Drago pencha la tête.

― Ton cher... allié, accentua-t-il le terme avec moquerie, a ignoré l'aide d'un seigneur de la Confrérie. Il t'a menée en bateau, sans même t'en rendre compte.

Loctus tenta de se relever, lorsqu'un second coup de pied dans le ventre la terrassa.

― J'avais entendu parler des talents de séduction d'Hawke, mais je ne m'attendais pas à ce que toi, la Loc que je connaissais, baisse autant ta garde pour te faire manipuler comme une débutante. Je n'imagine pas combien il doit en rire lui-même.

Ahsan ne put contenir sa colère davantage. Il ne put faire deux pas qu'un Krânien lui asséna un coup violent à la tête par-derrière. Il s'effondra à genoux sur le pont, la mâchoire serrée de douleur. Par les tripes du Kraken ! Où sont ces maudits renforts ?!

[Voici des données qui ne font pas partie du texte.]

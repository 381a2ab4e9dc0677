//! Build metadata reporting.
//!
//! The [`build_info!`] macro expands in the *calling* crate so that
//! `CARGO_PKG_VERSION` and the `BUILD_*` env vars stamped by that crate's
//! build script are the ones reported.

use std::fmt;

/// Version and build-time information for a binary.
#[derive(Debug, Clone, PartialEq, Eq)]
pub struct BuildInfo {
    pub version: &'static str,
    pub build_timestamp: &'static str,
    pub features: &'static str,
}

impl fmt::Display for BuildInfo {
    fn fmt(&self, f: &mut fmt::Formatter<'_>) -> fmt::Result {
        write!(
            f,
            "{} (built {}, features: {})",
            self.version, self.build_timestamp, self.features
        )
    }
}

/// Construct a [`BuildInfo`] from the calling crate's compile environment.
#[macro_export]
macro_rules! build_info {
    () => {
        $crate::version::BuildInfo {
            version: env!("CARGO_PKG_VERSION"),
            build_timestamp: option_env!("BUILD_TIMESTAMP").unwrap_or("unknown"),
            features: option_env!("BUILD_FEATURES").unwrap_or("none"),
        }
    };
}

#[cfg(test)]
mod tests {
    #[test]
    fn display_includes_version_and_timestamp() {
        let info = crate::build_info!();
        let rendered = info.to_string();
        assert!(rendered.contains(env!("CARGO_PKG_VERSION")), "got: {rendered}");
        assert!(rendered.contains("built"), "got: {rendered}");
    }
}
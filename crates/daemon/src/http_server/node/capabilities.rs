//! Node capabilities endpoint

use axum::response::{IntoResponse, Response};
use axum::Json;
use http::StatusCode;
use serde::{Deserialize, Serialize};

use crate::http_server::client::ApiRequest;

#[derive(Debug, Clone, Serialize, Deserialize)]
pub struct NodeCapabilitiesRequest {}

#[derive(Debug, Clone, Serialize, Deserialize)]
pub struct NodeCapabilitiesResponse {
    pub capabilities: Vec<String>,
}

impl ApiRequest for NodeCapabilitiesRequest {
    type Response = NodeCapabilitiesResponse;

    fn path(&self) -> String {
        "/v0/node/capabilities".to_string()
    }
}

/// No optional node capabilities: publish works straight from the request
/// without a separate staging step.
#[tracing::instrument]
pub async fn handler() -> Response {
    (
        StatusCode::OK,
        Json(NodeCapabilitiesResponse {
            capabilities: Vec::new(),
        }),
    )
        .into_response()
}
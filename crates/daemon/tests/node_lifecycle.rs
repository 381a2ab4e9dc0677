//! Node lifecycle against the real filesystem.
//!
//! The mount helper is faked (real FUSE mounts need privileges), but
//! directory handling and mount-table inspection run against the actual
//! OS: target paths live in a tempdir and `/proc/self/mounts` is the real
//! table, which never lists them.

use std::collections::HashMap;
use std::path::Path;
use std::sync::Arc;

use s3csi_daemon::fs::Fs;
use s3csi_daemon::mounter::fake::FakeMounter;
use s3csi_daemon::node::{NodeMounts, PublishParams, Published};

fn secrets() -> HashMap<String, String> {
    [
        ("AWS_ACCESS_KEY_ID", "AKIAEXAMPLE"),
        ("AWS_SECRET_ACCESS_KEY", "sekrit"),
    ]
    .into_iter()
    .map(|(k, v)| (k.to_string(), v.to_string()))
    .collect()
}

fn params(target: &Path) -> PublishParams {
    PublishParams {
        volume_id: "my-bucket".to_string(),
        target_path: target.to_path_buf(),
        read_only: false,
        secrets: secrets(),
    }
}

fn node(mounter: &FakeMounter) -> NodeMounts {
    NodeMounts::new(Fs::default(), Arc::new(mounter.clone()), Some("node-1".into()))
}

#[test]
fn publish_creates_directory_and_invokes_helper() {
    let dir = tempfile::tempdir().unwrap();
    let target = dir.path().join("volume");
    let mounter = FakeMounter::new("fuse.s3fs");

    let outcome = node(&mounter).publish_blocking(&params(&target)).unwrap();
    assert_eq!(outcome, Published::Mounted);
    assert!(target.is_dir());

    let calls = mounter.mount_calls();
    assert_eq!(calls.len(), 1);
    assert_eq!(calls[0].bucket, "my-bucket");
    assert_eq!(calls[0].target, target);
}

#[test]
fn publish_retries_when_mount_never_appeared() {
    // the helper "succeeded" but its mount is not in the table, e.g. it
    // died right after daemonizing; a retry must attempt the mount again
    let dir = tempfile::tempdir().unwrap();
    let target = dir.path().join("volume");
    let mounter = FakeMounter::new("fuse.s3fs");
    let n = node(&mounter);

    assert_eq!(n.publish_blocking(&params(&target)).unwrap(), Published::Mounted);
    assert_eq!(n.publish_blocking(&params(&target)).unwrap(), Published::Mounted);
    assert_eq!(mounter.mount_calls().len(), 2);
    assert!(target.is_dir(), "existing directory must be reused, not an error");
}

#[test]
fn publish_rejects_file_at_target_without_running_helper() {
    let dir = tempfile::tempdir().unwrap();
    let target = dir.path().join("volume");
    std::fs::write(&target, b"in the way").unwrap();
    let mounter = FakeMounter::new("fuse.s3fs");

    assert!(node(&mounter).publish_blocking(&params(&target)).is_err());
    assert!(mounter.mount_calls().is_empty());
    assert!(target.is_file(), "the offending file is left for an operator");
}

#[test]
fn unpublish_removes_leftover_directory() {
    let dir = tempfile::tempdir().unwrap();
    let target = dir.path().join("volume");
    std::fs::create_dir(&target).unwrap();
    let mounter = FakeMounter::new("fuse.s3fs");

    node(&mounter).unpublish_blocking(&target).unwrap();
    assert!(!target.exists());
}

#[test]
fn unpublish_is_idempotent_on_absent_path() {
    let dir = tempfile::tempdir().unwrap();
    let target = dir.path().join("never-created");
    let mounter = FakeMounter::new("fuse.s3fs");
    let n = node(&mounter);

    n.unpublish_blocking(&target).unwrap();
    n.unpublish_blocking(&target).unwrap();
}

#[test]
fn full_cycle_leaves_no_trace() {
    let dir = tempfile::tempdir().unwrap();
    let target = dir.path().join("volume");
    let mounter = FakeMounter::new("fuse.s3fs");
    let n = node(&mounter);

    n.publish_blocking(&params(&target)).unwrap();
    assert!(target.is_dir());
    n.unpublish_blocking(&target).unwrap();
    assert!(!target.exists());
}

Deux autres marins, incapables de soutenir la vue de leur capitaine malmenée ainsi, chargèrent vers Drago. Deux tirs tranchèrent l'air. Un capitaine Krânien, à la proue de son navire, les abattit sur-le-champ. Un silence macabre tomba comme sur le pont lorsque leurs corps percutèrent le sol.

Loctus, amochée, se pétrifia à la vue de leur corps... Ceux de sa famille.

― Drago !

Ses lèvres se fendirent d'une grimace douloureuse, tandis qu'elle s'efforçait de rassembler assez de force pour parler.

― Par les bourses de Black Wall ! Je te jure... tu vas me le payer ! fulmina-t-elle, sa voix rauque et brisée par la douleur, le sang battant contre ses tempes. Je vais t'abattre !... Même si je dois te traîner dans les abysses moi-même !

Loctus s'efforça de lever à nouveau son torse du sol, tandis que l'ombre de Drago se tenait au-dessus d'elle, implacable et menaçant.

Saiya, agenouillée, sentit son corps trembler sous l'effet d'une panique dévorante. La vision des cadavres, de Loctus, blessée et humiliée, la laissait sans souffle, comme si un poids invisible écrasait sa poitrine. Les larmes qu'elle tentait de retenir coulèrent sur ses joues. Incapable de détourner les yeux du corps meurtri, l'historienne se mit à trembler encore plus fort.

Alors que Loctus s'évertua tant bien que mal à nouveau de se redresser, Drago en profita pour envoyer un coup de pied puissant dans sa mâchoire. Sa tête bascula sur le côté, une giclée de sang s'échappant de sa bouche entrouverte. Vulnérable, elle retomba lourdement au sol.

― Arrête ! hurla Saiya, à bout. S'il te plaît... tu lui fais mal !

Le désespoir déchirait chaque mot. Ses sanglots s'étranglaient dans sa gorge alors qu'elle levait vers le Siphonneur des yeux implorants, espérant déceler une once d'humanité dans cet homme qui en était désormais dépourvu.

― Assez ! Elle... elle ne peut plus se défendre ! supplia-t-elle, le souffle saccadé, sa voix résonnant dans l'air lourd du pont.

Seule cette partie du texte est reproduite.